The Gregorian calendar was quickly adopted by the predominantly Catholic countries (Spain, France, Poland, Portugal, most of Italy, etc.). In France, for example, Henry III was followed Sunday, December 9, 1582 by Monday, December 20, 1582. Protestant countries followed later and again after the Orthodox countries. In the British Empire , 2 September 1752 was followed on 14 September 1752. Between 1700 and 1712, the Sweden used a modified Julian calendar , and adopted the Gregorian calendar in 1753. The Russia used the Julian calendar until 1917, after the revolution and Greece until 1923. Both calendars continued to diverge during this period: in 1700 the difference increased to 11 days to 12 in 1800 and 13 in 1900, value it held until 2100.
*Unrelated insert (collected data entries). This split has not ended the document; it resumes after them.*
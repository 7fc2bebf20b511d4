use std::ops::Index;

/// Backend neutral key code, only the keys the demo reacts to are named.
#[derive(Debug, Copy, Clone, PartialEq, Eq)]
pub enum Key {
    Up,
    Down,
    Left,
    Right,
    Other,
}

/// Which of the five images is on screen.
#[derive(Debug, Copy, Clone, PartialEq, Eq, Default)]
pub enum KeySelection {
    #[default]
    Default,
    Up,
    Down,
    Left,
    Right,
}

impl KeySelection {
    pub const COUNT: usize = 5;
    /// Load order, also the slot order of the tables below.
    pub const ALL: [KeySelection; KeySelection::COUNT] = [
        KeySelection::Default,
        KeySelection::Up,
        KeySelection::Down,
        KeySelection::Left,
        KeySelection::Right,
    ];

    pub fn from_key(key: Key) -> Self {
        match key {
            Key::Up => KeySelection::Up,
            Key::Down => KeySelection::Down,
            Key::Left => KeySelection::Left,
            Key::Right => KeySelection::Right,
            Key::Other => KeySelection::Default,
        }
    }

    pub fn file_name(self) -> &'static str {
        match self {
            KeySelection::Default => "press.bmp",
            KeySelection::Up => "up.bmp",
            KeySelection::Down => "down.bmp",
            KeySelection::Left => "left.bmp",
            KeySelection::Right => "right.bmp",
        }
    }

    pub fn label(self) -> &'static str {
        match self {
            KeySelection::Default => "default",
            KeySelection::Up => "up",
            KeySelection::Down => "down",
            KeySelection::Left => "left",
            KeySelection::Right => "right",
        }
    }

    #[inline(always)]
    fn slot(self) -> usize {
        self as usize
    }
}

/// Images loaded so far, any slot may still be empty.
#[derive(Debug)]
pub struct ImageTable<S> {
    slots: [Option<S>; KeySelection::COUNT],
}

impl<S> Default for ImageTable<S> {
    fn default() -> Self {
        Self {
            slots: std::array::from_fn(|_| None),
        }
    }
}

impl<S> ImageTable<S> {
    pub fn new() -> Self {
        Self::default()
    }

    pub fn insert(&mut self, sel: KeySelection, image: S) -> Option<S> {
        self.slots[sel.slot()].replace(image)
    }

    pub fn get(&self, sel: KeySelection) -> Option<&S> {
        self.slots[sel.slot()].as_ref()
    }

    pub fn loaded_count(&self) -> usize {
        self.slots.iter().filter(|s| s.is_some()).count()
    }

    pub fn missing(&self) -> Vec<KeySelection> {
        KeySelection::ALL
            .into_iter()
            .filter(|sel| self.get(*sel).is_none())
            .collect()
    }

    /// Turns a fully populated table into an `ImageSet`, otherwise hands the
    /// table back untouched.
    pub fn complete(self) -> Result<ImageSet<S>, ImageTable<S>> {
        match self.slots {
            [Some(d), Some(u), Some(dn), Some(l), Some(r)] => Ok(ImageSet {
                slots: [d, u, dn, l, r],
            }),
            slots => Err(ImageTable { slots }),
        }
    }
}

/// One image per `KeySelection`, guaranteed.
#[derive(Debug)]
pub struct ImageSet<S> {
    slots: [S; KeySelection::COUNT],
}

impl<S> Index<KeySelection> for ImageSet<S> {
    type Output = S;
    #[inline(always)]
    fn index(&self, sel: KeySelection) -> &S {
        &self.slots[sel.slot()]
    }
}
If all Orthodox countries (most in Eastern Europe and South-East) adopted the Gregorian calendar until 1927, this is not the case with their national churches. In May 1923, a synod in Istanbul proposed a revised Julian calendar, consisting of a solar part identical to the Gregorian calendar (and remained so until 2800) and a lunar part calculating the date of Easter by astronomical observation Jerusalem. All Orthodox churches refused the lunar part, almost all Orthodox churches continue to celebrate Easter today follows the Julian calendar (the Finnish Orthodox Church uses the Gregorian calendar). Part
Solar Revised Julian calendar was not accepted by some Orthodox churches, in the hope of a better dialogue with the Western Church: The Ecumenical Patriarchate of Constantinople , the patriarchs of Alexandria and Antioch, the Orthodox Churches of Greece , Cyprus, Romania , Poland, Bulgaria (in 1963) and America (some parishes of the latter still have the right to use the Julian calendar ). The Orthodox churches of Jerusalem , Russia, Macedonia , Serbia , Georgia and Ukraine still use the Julian calendar (as well as some churches schismatics old-calendar). They celebrate the Nativity for example December 25 Julian, ie January 7 Gregorian until 2100. Some western parishes of the Russian Orthodox Church celebrate the Nativity Dec. 25 Georgia, as well as those of the Bulgarian Orthodox Diocese America before and after the transfer in 1976 of the diocese of the Russian Orthodox Church outside borders to Church American Orthodox .

Current use:
Apart from some Orthodox churches, the Julian calendar is still used in North Africa, Berbers in . The Berber calendar is used for agricultural purposes. The first day of the year is currently 14 January in the Gregorian calendar.